Completando el Pase: El Viaje de Keith Impulsado por una Determinación Incansable

La historia de Keith comienza en el campo de fútbol. De niño, en East Garfield Park, su velocidad era legendaria en los partidos improvisados del barrio. “Siempre era la primera opción”, recuerda con una sonrisa. Su atletismo y su empuje eran evidentes desde el principio, pero el plan de juego de la vida lo llevaría por un camino diferente. Hoy, a los 40 años, Keith vive en Belmont Cragin y está construyendo un legado para su hijo de nueve años, basado en el trabajo duro, la resiliencia y el compromiso de aprender siempre.

Para Keith, el trabajo nunca ha sido solo una cuestión de salario. Se trata de estabilidad, seguridad y creación de oportunidades para su familia. “No trabajo solo para mí”, dice. “Trabajo para mi hijo. Todo lo que hago es para asegurarme de que tenga lo que necesita”.

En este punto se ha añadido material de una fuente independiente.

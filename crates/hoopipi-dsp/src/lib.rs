//! HoopiPi DSP - concrete audio effect units.
//!
//! Built on the generic primitives in `hoopipi-core`, this crate provides
//! the three effect units the engine's signal chain is made of:
//!
//! - [`NoiseGate`] - hard gate driven by a peak-follower envelope
//! - [`ThreeBandEq`] - fixed-frequency low shelf / mid peak / high shelf
//! - [`Reverb`] - eight-channel feedback delay network

#![cfg_attr(not(feature = "std"), no_std)]

#[cfg(not(feature = "std"))]
extern crate alloc;

pub mod eq;
pub mod gate;
pub mod reverb;

pub use eq::ThreeBandEq;
pub use gate::NoiseGate;
pub use reverb::Reverb;
//! Per-concern error enums for the engine crate, following the
//! `thiserror`-derived `Error`/`Result` convention used throughout
//! `hoopipi-io`.

use std::path::PathBuf;

/// Failure loading a model into a [`crate::model_slot::ModelSlot`].
#[derive(Debug, thiserror::Error)]
pub enum ModelLoadError {
    #[error("model file not found: {0}")]
    NotFound(PathBuf),
    #[error("failed to read model file {path}: {source}")]
    Io {
        path: PathBuf,
        #[source]
        source: std::io::Error,
    },
    #[error("model file is malformed: {0}")]
    Malformed(String),
}

/// Failure starting or operating the recorder.
#[derive(Debug, thiserror::Error)]
pub enum RecorderError {
    #[error("already recording")]
    AlreadyRecording,
    #[error("recording directory is not writable: {0}")]
    DirectoryNotWritable(PathBuf),
    #[error("failed to open output file {path}: {source}")]
    FileOpen {
        path: PathBuf,
        #[source]
        source: hound::Error,
    },
}

/// Failure loading or controlling the backing track.
#[derive(Debug, thiserror::Error)]
pub enum BackingTrackError {
    #[error("cannot load a new backing track while one is playing; stop it first")]
    StillPlaying,
    #[error("failed to decode backing track {path}: {source}")]
    Decode {
        path: PathBuf,
        #[source]
        source: hoopipi_io::Error,
    },
    #[error("unsupported backing track format: {0}")]
    UnsupportedFormat(String),
}

/// Top-level engine construction/operation failure.
#[derive(Debug, thiserror::Error)]
pub enum EngineError {
    #[error("requested period size {requested} exceeds configured max period {max}")]
    PeriodTooLarge { requested: usize, max: usize },
    #[error("no such model slot: {0} (valid slots are 0 or 1)")]
    InvalidSlotIndex(u8),
    #[error(transparent)]
    ModelLoad(#[from] ModelLoadError),
    #[error(transparent)]
    Recorder(#[from] RecorderError),
    #[error(transparent)]
    BackingTrack(#[from] BackingTrackError),
}
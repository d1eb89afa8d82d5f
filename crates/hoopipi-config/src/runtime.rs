//! The typed view over `runtime.json` (§6, §11): every recognised option
//! with its documented default, plus an `extra` bucket so unrecognised
//! top-level keys survive a read-modify-write cycle untouched.

use std::path::Path;

use serde::{Deserialize, Serialize};

use crate::ConfigError;

fn default_true() -> bool {
    true
}

fn default_stereo_mode() -> String {
    "LeftMono2Stereo".to_string()
}

fn default_gate_threshold() -> f32 {
    -40.0
}

fn default_room_size() -> f32 {
    0.3
}

fn default_rt60() -> f32 {
    2.0
}

fn default_one() -> f32 {
    1.0
}

fn default_wet() -> f32 {
    0.3
}

fn default_half() -> f32 {
    0.5
}

/// Every key the control façade and the engine's parameter plane recognise,
/// with the default each field takes when `runtime.json` is missing or
/// omits it. Deserialising into this struct plus a flattened
/// `serde_json::Map` (see [`RuntimeConfig::extra`]) is how "unknown keys are
/// preserved on write" (§6) is implemented — a plain `#[derive(Deserialize)]`
/// struct alone would silently drop anything it doesn't name.
#[derive(Debug, Clone, Serialize, Deserialize)]
#[serde(rename_all = "camelCase")]
pub struct RuntimeConfig {
    #[serde(default)]
    pub active_slot: u8,
    #[serde(default, rename = "slot0Model", skip_serializing_if = "Option::is_none")]
    pub slot_0_model: Option<String>,
    #[serde(default, rename = "slot1Model", skip_serializing_if = "Option::is_none")]
    pub slot_1_model: Option<String>,

    #[serde(default)]
    pub bypass_model_l: bool,
    #[serde(default = "default_true")]
    pub bypass_model_r: bool,

    #[serde(default = "default_stereo_mode")]
    pub stereo_mode: String,

    #[serde(default)]
    pub input_gain_l: f32,
    #[serde(default)]
    pub input_gain_r: f32,
    #[serde(default)]
    pub output_gain_l: f32,
    #[serde(default)]
    pub output_gain_r: f32,

    #[serde(default)]
    pub gate_enabled_l: bool,
    #[serde(default)]
    pub gate_enabled_r: bool,
    #[serde(default = "default_gate_threshold")]
    pub gate_threshold_l: f32,
    #[serde(default = "default_gate_threshold")]
    pub gate_threshold_r: f32,

    #[serde(default)]
    pub eq_enabled_l: bool,
    #[serde(default)]
    pub eq_enabled_r: bool,
    #[serde(default)]
    pub eq_bass_l: f32,
    #[serde(default)]
    pub eq_bass_r: f32,
    #[serde(default)]
    pub eq_mid_l: f32,
    #[serde(default)]
    pub eq_mid_r: f32,
    #[serde(default)]
    pub eq_treble_l: f32,
    #[serde(default)]
    pub eq_treble_r: f32,

    #[serde(default)]
    pub reverb_enabled: bool,
    #[serde(default = "default_room_size")]
    pub reverb_room_size: f32,
    #[serde(default = "default_rt60")]
    pub reverb_decay_time: f32,
    #[serde(default = "default_one")]
    pub reverb_dry: f32,
    #[serde(default = "default_wet")]
    pub reverb_wet: f32,

    #[serde(default = "default_half")]
    pub stereo_2_mono_mix_l: f32,
    #[serde(default = "default_half")]
    pub stereo_2_mono_mix_r: f32,

    /// Supplemental option (not in the distilled option table): whether a
    /// playing backing track is folded into what the recorder writes,
    /// independent of whether it's folded into the monitored output.
    #[serde(default = "default_true")]
    pub backing_track_enabled_for_recording: bool,

    /// Any top-level key this struct doesn't name. Round-tripped verbatim.
    #[serde(flatten)]
    pub extra: serde_json::Map<String, serde_json::Value>,
}

impl Default for RuntimeConfig {
    fn default() -> Self {
        // Deserialize an empty object so every `#[serde(default...)]`
        // annotation above is the single source of truth for defaults,
        // rather than duplicating them here by hand.
        serde_json::from_str("{}").expect("RuntimeConfig defaults must deserialize from {}")
    }
}

impl RuntimeConfig {
    /// Reads `path`; a missing file yields [`RuntimeConfig::default`] rather
    /// than an error, matching §6 ("missing file ⇒ defaults").
    pub fn load(path: &Path) -> Result<Self, ConfigError> {
        if !path.exists() {
            return Ok(Self::default());
        }
        let text = std::fs::read_to_string(path).map_err(|e| ConfigError::read_file(path, e))?;
        let config = serde_json::from_str(&text)?;
        Ok(config)
    }

    /// Writes `self` to `path` as pretty-printed JSON, creating parent
    /// directories as needed.
    pub fn save(&self, path: &Path) -> Result<(), ConfigError> {
        if let Some(parent) = path.parent() {
            std::fs::create_dir_all(parent).map_err(|e| ConfigError::create_dir(parent, e))?;
        }
        let text = serde_json::to_string_pretty(self)?;
        std::fs::write(path, text).map_err(|e| ConfigError::write_file(path, e))
    }
}

#[cfg(test)]
mod tests {
    use super::*;

    #[test]
    fn defaults_match_the_documented_option_table() {
        let config = RuntimeConfig::default();
        assert_eq!(config.active_slot, 0);
        assert!(!config.bypass_model_l);
        assert!(config.bypass_model_r);
        assert_eq!(config.stereo_mode, "LeftMono2Stereo");
        assert_eq!(config.gate_threshold_l, -40.0);
        assert_eq!(config.reverb_room_size, 0.3);
        assert_eq!(config.reverb_decay_time, 2.0);
        assert_eq!(config.reverb_dry, 1.0);
        assert_eq!(config.reverb_wet, 0.3);
        assert_eq!(config.stereo_2_mono_mix_l, 0.5);
        assert_eq!(config.stereo_2_mono_mix_r, 0.5);
        assert!(config.backing_track_enabled_for_recording);
    }

    #[test]
    fn unknown_top_level_keys_round_trip() {
        let text = r#"{"activeSlot": 1, "someFutureKey": {"nested": true}}"#;
        let config: RuntimeConfig = serde_json::from_str(text).unwrap();
        assert_eq!(config.active_slot, 1);
        assert!(config.extra.contains_key("someFutureKey"));

        let round_tripped = serde_json::to_string(&config).unwrap();
        let reparsed: serde_json::Value = serde_json::from_str(&round_tripped).unwrap();
        assert_eq!(reparsed["someFutureKey"]["nested"], true);
    }

    #[test]
    fn load_missing_file_yields_defaults() {
        let dir = tempfile::tempdir().unwrap();
        let path = dir.path().join("runtime.json");
        let config = RuntimeConfig::load(&path).unwrap();
        assert_eq!(config.active_slot, 0);
    }

    #[test]
    fn save_then_load_round_trips() {
        let dir = tempfile::tempdir().unwrap();
        let path = dir.path().join("nested").join("runtime.json");
        let mut config = RuntimeConfig::default();
        config.reverb_wet = 0.8;
        config.save(&path).unwrap();

        let loaded = RuntimeConfig::load(&path).unwrap();
        assert_eq!(loaded.reverb_wet, 0.8);
    }
}
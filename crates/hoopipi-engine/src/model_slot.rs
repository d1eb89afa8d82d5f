//! A hot-swappable model slot: state machine, fade envelope, and the
//! worker thread that performs the load/prewarm/publish protocol off the
//! RT path.

use std::path::{Path, PathBuf};
use std::sync::atomic::{AtomicBool, AtomicU32, AtomicU8, Ordering};
use std::sync::Arc;
use std::thread::JoinHandle;
use std::time::Duration;

use arc_swap::ArcSwapOption;
use parking_lot::{Condvar, Mutex};

use crate::error::ModelLoadError;
use crate::model::{Model, ModelLoader};

/// Linear fade length in samples (~5 ms at 48 kHz), fixed per §4.2.
pub const FADE_SAMPLES: u32 = 256;

/// Observable lifecycle state of a [`ModelSlot`].
#[derive(Debug, Clone, Copy, PartialEq, Eq)]
pub enum SlotState {
    Empty,
    Loading,
    Ready,
    FadingOut,
    FadingIn,
}

impl SlotState {
    const EMPTY: u8 = 0;
    const LOADING: u8 = 1;
    const READY: u8 = 2;
    const FADING_OUT: u8 = 3;
    const FADING_IN: u8 = 4;

    const fn to_tag(self) -> u8 {
        match self {
            SlotState::Empty => Self::EMPTY,
            SlotState::Loading => Self::LOADING,
            SlotState::Ready => Self::READY,
            SlotState::FadingOut => Self::FADING_OUT,
            SlotState::FadingIn => Self::FADING_IN,
        }
    }

    const fn from_tag(tag: u8) -> Self {
        match tag {
            Self::LOADING => SlotState::Loading,
            Self::READY => SlotState::Ready,
            Self::FADING_OUT => SlotState::FadingOut,
            Self::FADING_IN => SlotState::FadingIn,
            _ => SlotState::Empty,
        }
    }
}

/// Linear fade applied around a hot-swap, owned and advanced exclusively by
/// the RT thread.
struct FadeEnvelope {
    gain: f32,
    step: f32,
    samples_remaining: u32,
}

impl FadeEnvelope {
    fn idle_at(gain: f32) -> Self {
        Self {
            gain,
            step: 0.0,
            samples_remaining: 0,
        }
    }

    fn start_fade_out(&mut self) {
        self.step = -(self.gain.max(1e-9)) / FADE_SAMPLES as f32;
        self.samples_remaining = FADE_SAMPLES;
    }

    fn start_fade_in(&mut self) {
        self.gain = 0.0;
        self.step = 1.0 / FADE_SAMPLES as f32;
        self.samples_remaining = FADE_SAMPLES;
    }

    /// Advances by one sample, returning the gain to apply for that sample.
    #[inline]
    fn advance(&mut self) -> f32 {
        if self.samples_remaining > 0 {
            self.gain = (self.gain + self.step).clamp(0.0, 1.0);
            self.samples_remaining -= 1;
        }
        self.gain
    }

    fn is_settled(&self) -> bool {
        self.samples_remaining == 0
    }
}

/// A fade-completion rendezvous: the worker thread signals this once the RT
/// thread has driven the fade envelope to zero, so the hot-swap protocol can
/// wait (with a bounded timeout) before tearing down the old model.
#[derive(Default)]
struct FadeOutComplete {
    lock: Mutex<bool>,
    condvar: Condvar,
}

impl FadeOutComplete {
    fn reset(&self) {
        *self.lock.lock() = false;
    }

    fn signal(&self) {
        *self.lock.lock() = true;
        self.condvar.notify_all();
    }

    /// Waits up to `timeout` for the signal; returns whether it fired.
    fn wait(&self, timeout: Duration) -> bool {
        let mut guard = self.lock.lock();
        if *guard {
            return true;
        }
        self.condvar.wait_for(&mut guard, timeout);
        *guard
    }
}

/// Pending fade transition, set by the non-RT worker thread and consumed
/// (and cleared) by the RT thread at the top of the next `process` call.
/// The worker never touches the fade envelope itself — only the RT thread
/// ever mutates `fade_gain_bits`/`fade_step_bits`/`fade_samples_remaining`,
/// which keeps the hand-off lock-free instead of a cross-thread `Mutex`.
const FADE_TRIGGER_NONE: u8 = 0;
const FADE_TRIGGER_FADE_OUT: u8 = 1;
const FADE_TRIGGER_FADE_IN: u8 = 2;

/// One of the engine's two independently-loadable model slots; only the
/// slot selected by `ParameterPlane::active_slot_index` feeds the live
/// signal path at any moment (see `Engine::active_model_slot`).
pub struct ModelSlot {
    state: AtomicU8,
    model: ArcSwapOption<dyn Model + Send + Sync>,
    normalization_gain_bits: AtomicU32,
    current_path: Mutex<Option<PathBuf>>,
    fade_gain_bits: AtomicU32,
    fade_step_bits: AtomicU32,
    fade_samples_remaining: AtomicU32,
    fade_trigger: AtomicU8,
    fade_out_complete: FadeOutComplete,
    worker_running: AtomicBool,
    worker: Mutex<Option<JoinHandle<()>>>,
    loader: Arc<dyn ModelLoader>,
    max_block_size: usize,
    on_load_complete: Mutex<Option<Box<dyn Fn(Result<(), ModelLoadError>) + Send + Sync>>>,
}

/// Fixed headroom folded into every loaded model's normalisation gain
/// (§4.2 step 4).
const HEADROOM_DB: f32 = -6.0;

impl ModelSlot {
    /// `max_block_size` is the engine's configured max period, passed to
    /// [`ModelLoader::load`] on every hot-swap so the model can size its
    /// internal scratch space once (§4.2 step 4).
    pub fn new(loader: Arc<dyn ModelLoader>, max_block_size: usize) -> Self {
        Self {
            state: AtomicU8::new(SlotState::Empty.to_tag()),
            model: ArcSwapOption::from(None),
            normalization_gain_bits: AtomicU32::new(1.0f32.to_bits()),
            current_path: Mutex::new(None),
            fade_gain_bits: AtomicU32::new(0.0f32.to_bits()),
            fade_step_bits: AtomicU32::new(0.0f32.to_bits()),
            fade_samples_remaining: AtomicU32::new(0),
            fade_trigger: AtomicU8::new(FADE_TRIGGER_NONE),
            fade_out_complete: FadeOutComplete::default(),
            worker_running: AtomicBool::new(true),
            worker: Mutex::new(None),
            loader,
            max_block_size,
            on_load_complete: Mutex::new(None),
        }
    }

    /// Loads the RT-owned fade envelope from its atomic fields.
    #[inline]
    fn load_fade(&self) -> FadeEnvelope {
        FadeEnvelope {
            gain: f32::from_bits(self.fade_gain_bits.load(Ordering::Relaxed)),
            step: f32::from_bits(self.fade_step_bits.load(Ordering::Relaxed)),
            samples_remaining: self.fade_samples_remaining.load(Ordering::Relaxed),
        }
    }

    /// Publishes the RT-owned fade envelope back to its atomic fields.
    #[inline]
    fn store_fade(&self, fade: FadeEnvelope) {
        self.fade_gain_bits.store(fade.gain.to_bits(), Ordering::Relaxed);
        self.fade_step_bits.store(fade.step.to_bits(), Ordering::Relaxed);
        self.fade_samples_remaining
            .store(fade.samples_remaining, Ordering::Relaxed);
    }

    pub fn state(&self) -> SlotState {
        SlotState::from_tag(self.state.load(Ordering::Acquire))
    }

    fn set_state(&self, state: SlotState) {
        self.state.store(state.to_tag(), Ordering::Release);
    }

    /// RT-safe snapshot of readiness.
    #[inline]
    pub fn is_ready(&self) -> bool {
        matches!(
            self.state(),
            SlotState::Ready | SlotState::FadingOut | SlotState::FadingIn
        )
    }

    pub fn current_path(&self) -> Option<PathBuf> {
        self.current_path.lock().clone()
    }

    /// Registers a callback invoked from the worker thread once a load
    /// attempt (success or failure) completes.
    pub fn set_load_complete_callback(
        &self,
        callback: Box<dyn Fn(Result<(), ModelLoadError>) + Send + Sync>,
    ) {
        *self.on_load_complete.lock() = Some(callback);
    }

    /// Non-RT: queues a hot-swap on a fresh worker thread. Any in-flight
    /// load from a previous call is not cancelled — callers are expected to
    /// serialize calls to `load_async` per slot (the engine does, via its
    /// own control-thread dispatch). Takes the slot by `Arc` (clone your
    /// handle before calling) since the worker thread needs its own owned
    /// reference to outlive this call.
    pub fn load_async(self: Arc<Self>, path: PathBuf) {
        let worker_slot = Arc::clone(&self);
        let handle = std::thread::spawn(move || worker_slot.hot_swap(&path));
        *self.worker.lock() = Some(handle);
    }

    /// The hot-swap protocol from §4.2, run entirely off the RT thread.
    fn hot_swap(&self, path: &Path) {
        if self.state() != SlotState::Empty {
            self.fade_out_complete.reset();
            // Arm the trigger before publishing the state change: the RT
            // thread's `state()` load is an Acquire, so once it observes
            // `FadingOut` it is guaranteed to also observe this store.
            self.fade_trigger.store(FADE_TRIGGER_FADE_OUT, Ordering::Relaxed);
            self.set_state(SlotState::FadingOut);
            self.fade_out_complete.wait(Duration::from_millis(60));
        }

        self.set_state(SlotState::Loading);

        if !self.worker_running.load(Ordering::Acquire) {
            return;
        }

        let load_result = self.loader.load(path, self.max_block_size);
        let new_model = match load_result {
            Ok(model) => model,
            Err(err) => {
                tracing::warn!(error = %err, path = %path.display(), "model load failed");
                *self.current_path.lock() = None;
                self.set_state(SlotState::Empty);
                if let Some(callback) = self.on_load_complete.lock().as_ref() {
                    callback(Err(err));
                }
                return;
            }
        };

        let trim_db = new_model.recommended_trim_db();
        let norm_gain = hoopipi_core::db_to_linear(HEADROOM_DB + trim_db);

        // Prewarm: run 256 zeros through the model to settle internal state.
        let mut scratch = vec![0.0f32; FADE_SAMPLES as usize];
        new_model.process(&mut scratch);

        self.normalization_gain_bits.store(norm_gain.to_bits(), Ordering::Relaxed);
        self.model.store(Some(new_model));
        *self.current_path.lock() = Some(path.to_path_buf());

        self.set_state(SlotState::Ready);
        self.fade_trigger.store(FADE_TRIGGER_FADE_IN, Ordering::Relaxed);
        self.set_state(SlotState::FadingIn);

        if let Some(callback) = self.on_load_complete.lock().as_ref() {
            callback(Ok(()));
        }
    }

    /// Unloads the slot back to `Empty` without a replacement model.
    pub fn unload(&self) {
        self.model.store(None);
        *self.current_path.lock() = None;
        self.set_state(SlotState::Empty);
        self.fade_trigger.store(FADE_TRIGGER_NONE, Ordering::Relaxed);
        self.store_fade(FadeEnvelope::idle_at(0.0));
    }

    /// RT-safe: processes `buf` through the currently loaded model (if
    /// ready), applying normalisation gain and the fade envelope. A no-op
    /// passthrough when the slot isn't ready.
    ///
    /// The fade envelope and normalisation gain live in atomics rather than
    /// a lock: this is the only place either is mutated from the RT path,
    /// and the worker thread only ever flips `fade_trigger`/`state`, so
    /// there is no unbounded lock on the audio thread.
    #[inline]
    pub fn process(&self, buf: &mut [f32]) {
        match self.fade_trigger.swap(FADE_TRIGGER_NONE, Ordering::Acquire) {
            FADE_TRIGGER_FADE_OUT => {
                let mut fade = self.load_fade();
                fade.start_fade_out();
                self.store_fade(fade);
            }
            FADE_TRIGGER_FADE_IN => {
                let mut fade = self.load_fade();
                fade.start_fade_in();
                self.store_fade(fade);
            }
            _ => {}
        }

        if !self.is_ready() {
            return;
        }
        let guard = self.model.load();
        if let Some(model) = guard.as_ref() {
            model.process(buf);
            let norm_gain = f32::from_bits(self.normalization_gain_bits.load(Ordering::Relaxed));
            if (norm_gain - 1.0).abs() > f32::EPSILON {
                for sample in buf.iter_mut() {
                    *sample *= norm_gain;
                }
            }
        }

        let mut fade = self.load_fade();
        for sample in buf.iter_mut() {
            *sample *= fade.advance();
        }
        let settled = fade.is_settled();
        self.store_fade(fade);

        if settled {
            match self.state() {
                SlotState::FadingOut => {
                    self.fade_out_complete.signal();
                }
                SlotState::FadingIn => {
                    self.set_state(SlotState::Ready);
                }
                _ => {}
            }
        }
    }

    /// Signals the worker thread (if any in-flight load is polling this
    /// flag between steps) to bail out cleanly at the next checkpoint.
    pub fn shutdown(&self) {
        self.worker_running.store(false, Ordering::Release);
        if let Some(handle) = self.worker.lock().take() {
            let _ = handle.join();
        }
    }
}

El recorrido de Keith ha sido poco convencional. Ha trabajado en la construcción, la conservación de propiedades, el cultivo de microvegetales y el transporte público, y cada función le ha enseñado valiosas habilidades que ha seguido desarrollando. Su paso por una empresa local de construcción y conservación de propiedades destaca como un período de crecimiento. “Aprendí de todo allí: a bombear agua, a descongelar suelos helados. Cuando el trabajo era lento, la dirección me mantenía porque sabía hacer muchas cosas. Es difícil desprenderse de alguien que lo sabe todo”.

Esta mentalidad de volverse indispensable lo ha guiado a través de cada desafío. Después de dejar esa empresa, Keith asumió funciones en el transporte y luego en los servicios medioambientales de un hospital. Pero cuando estalló la pandemia de COVID-19, se encontró desempleado e inseguro sobre dónde ir después. La investigación lo llevó a la Chicago Urban League, donde su experiencia laboral única los llevó a sugerirle que aprovechara Skills for Chicagoland’s Future. Nuestro equipo lo emparejó con una función como técnico de servicios medioambientales en el Rush University Medical Center. “Cuando Rush me dijo que me habían contratado, fue la mejor noticia que había tenido en mucho tiempo”, dice.

El puesto en Rush no es solo un trabajo; es un punto de inflexión. “Quiero iniciar mi propio negocio de conservación de propiedades”, comparte Keith. “Todo lo que he hecho, construcción, servicios medioambientales, todo se relaciona con ese sueño. Quiero asegurarme de que, cuando limpie una propiedad, nadie tenga que enviar a alguien detrás de mí. Será minucioso, bien hecho a la primera”.

Keith aborda su trabajo y su vida con la mentalidad de un entrenador. “Hay dos tipos de personas en el mundo: las que se abren camino y las que ponen excusas”, dice. Su consejo para cualquiera que se enfrente a desafíos es simple pero profundo: “Nunca te limites a una sola cosa. Aprende todo lo que puedas. Cuanto más sepas, más difícil será que un trabajo te rechace”.

El optimismo de Keith es contagioso. A menudo comparte perlas de sabiduría animando a otros a reconocer y aprovechar las oportunidades. “Todo lo que haces es una elección”, dice. “Si no haces nada, la negatividad te seguirá. Pero si eliges la acción, la positividad te seguirá”.

Hoy en día, los fines de semana son sagrados para él. Es un momento para que él y su hijo reconecten: cortarse el pelo, jugar al fútbol y soñar con el futuro. Keith ve sus esfuerzos como preparar a su hijo para el éxito, como completar un pase en el campo. “Tiene un buen brazo”, dice Keith con orgullo, insinuando que su hijo seguirá sus pasos atléticos. Más allá de la estabilidad que le ofrece su carrera, está agradecido por la oportunidad de asegurar un futuro mejor para su hijo.

“No te rindas”, insiste, con voz firme y convencida. Su viaje, con todos sus desvíos y rodeos, es un recordatorio de que, sin importar los contratiempos, siempre hay una manera de volver.